Many of the categories of crime fiction familiar today originated in this era. Israel Zangwill’s The Big Bow Mystery, published as a serial in 1891, was the first full-length ‘locked room’ mystery; the ‘inverted detective story’, in which the murderer’s identity is known from the beginning and the interest lies in the investigative process, has its beginnings in the work of R Austin Freeman; many of Freeman’s books can also be seen as forerunners of forensic science mysteries; and the psychological thriller, which might seem an exclusively contemporary form, has its prototypes in books like Marie Belloc Lowndes’s The Lodger. Even the beginnings of the police procedural, usually dated to the years after the Second World War, can be glimpsed in Edwardian stories about police officers like B Fletcher Robinson’s Inspector Addington Peace and George R Sims’s Detective Inspector Chance.
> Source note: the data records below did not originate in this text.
//! Scalar and sequence values carried by variables and patches.

use serde::{Deserialize, Serialize};

/// A variable value as it appears on the wire.
///
/// Scalars cover every editable control; `List` appears on table nodes
/// (one entry per row, each itself a list of cell values) and on table
/// columns (one entry per row).
#[derive(Clone, Debug, PartialEq, Serialize, Deserialize)]
#[serde(untagged)]
pub enum Value {
    Null,
    Bool(bool),
    Int(i64),
    Float(f64),
    Text(String),
    List(Vec<Value>),
}

impl Value {
    /// Numeric view, for bounds math and slider readouts.
    pub fn as_f64(&self) -> Option<f64> {
        match self {
            Value::Int(i) => Some(*i as f64),
            Value::Float(f) => Some(*f),
            _ => None,
        }
    }

    /// Non-negative integer view, for option-index resolution.
    pub fn as_index(&self) -> Option<usize> {
        match self {
            Value::Int(i) if *i >= 0 => Some(*i as usize),
            Value::Float(f) if *f >= 0.0 && f.fract() == 0.0 => Some(*f as usize),
            _ => None,
        }
    }

    /// Checkbox semantics: anything non-empty / non-zero is on.
    pub fn is_truthy(&self) -> bool {
        match self {
            Value::Null => false,
            Value::Bool(b) => *b,
            Value::Int(i) => *i != 0,
            Value::Float(f) => *f != 0.0,
            Value::Text(s) => !s.is_empty(),
            Value::List(l) => !l.is_empty(),
        }
    }

    /// The text a cell or read-only span displays for this value.
    ///
    /// `Null` renders empty (the row-reconciliation marker); whole floats
    /// drop the trailing `.0` so `3.0` and `3` display identically.
    pub fn display_text(&self) -> String {
        match self {
            Value::Null => String::new(),
            Value::Bool(b) => b.to_string(),
            Value::Int(i) => i.to_string(),
            Value::Float(f) => {
                if f.fract() == 0.0 && f.is_finite() {
                    format!("{}", *f as i64)
                } else {
                    f.to_string()
                }
            }
            Value::Text(s) => s.clone(),
            Value::List(_) => serde_json::to_string(self).unwrap_or_default(),
        }
    }

    pub fn as_list(&self) -> Option<&[Value]> {
        match self {
            Value::List(l) => Some(l),
            _ => None,
        }
    }
}

impl From<bool> for Value {
    fn from(b: bool) -> Self {
        Value::Bool(b)
    }
}

impl From<i64> for Value {
    fn from(i: i64) -> Self {
        Value::Int(i)
    }
}

impl From<f64> for Value {
    fn from(f: f64) -> Self {
        Value::Float(f)
    }
}

impl From<&str> for Value {
    fn from(s: &str) -> Self {
        Value::Text(s.to_string())
    }
}

impl From<String> for Value {
    fn from(s: String) -> Self {
        Value::Text(s)
    }
}

/// One dropdown option.
///
/// Either a bare label (its value is its position in the list) or an
/// explicit `[value, label]` pair.
#[derive(Clone, Debug, PartialEq, Serialize, Deserialize)]
#[serde(untagged)]
pub enum OptionEntry {
    Label(String),
    Pair(Value, String),
}

impl OptionEntry {
    pub fn label(&self) -> &str {
        match self {
            OptionEntry::Label(l) => l,
            OptionEntry::Pair(_, l) => l,
        }
    }

    /// The value this option submits, given its position in the list.
    pub fn value_at(&self, index: usize) -> Value {
        match self {
            OptionEntry::Label(_) => Value::Int(index as i64),
            OptionEntry::Pair(v, _) => v.clone(),
        }
    }
}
The Gaslight Crime and Mystery Club reflects the huge variety of crime fiction from the late Victorian and Edwardian eras. It really was a Golden Age. In the pages of the Club’s books, readers will find all the evidence they need that there is much more to gaslight crime than just Sherlock Holmes and Dr Watson. There are many more riches just waiting to be discovered.

THE LODGER

A Preface by Nick Rennison

In a writing career that lasted nearly fifty years, Marie Belloc Lowndes wrote dozens of books but she is remembered, when she is remembered at all, for just one – The Lodger. In its day it was a famous novel and it has rarely been out of print since it was first published in 1913. It has been filmed no fewer than five times, once in a silent version directed by the young Alfred Hitchcock and most recently in a Hollywood version that relocated the story to present-day Los Angeles. There is something about Marie Belloc Lowndes’s tale of an elderly couple, who begin to suspect that their odd lodger may be a serial killer, which haunts the imagination. It is, in many ways, a novel rooted in the social realities of its day. It takes place in a London decades before the welfare state and the Buntings, at the beginning of the book, are teetering on the brink of real destitution. The workhouse beckons and it is little wonder that they are so grateful for the arrival of their lodger Mr Sleuth , who pays his rent without quibble and well in advance, and so unwilling later to face up to their doubts about him. They desperately need his money and what is more, he is obviously a ‘gentleman’. This is a book from an era when class distinctions were very evident and very important. Some now seem almost comic. Mrs Bunting is irritated by her husband calling the midday meal she delivers to the lodger ‘dinner’.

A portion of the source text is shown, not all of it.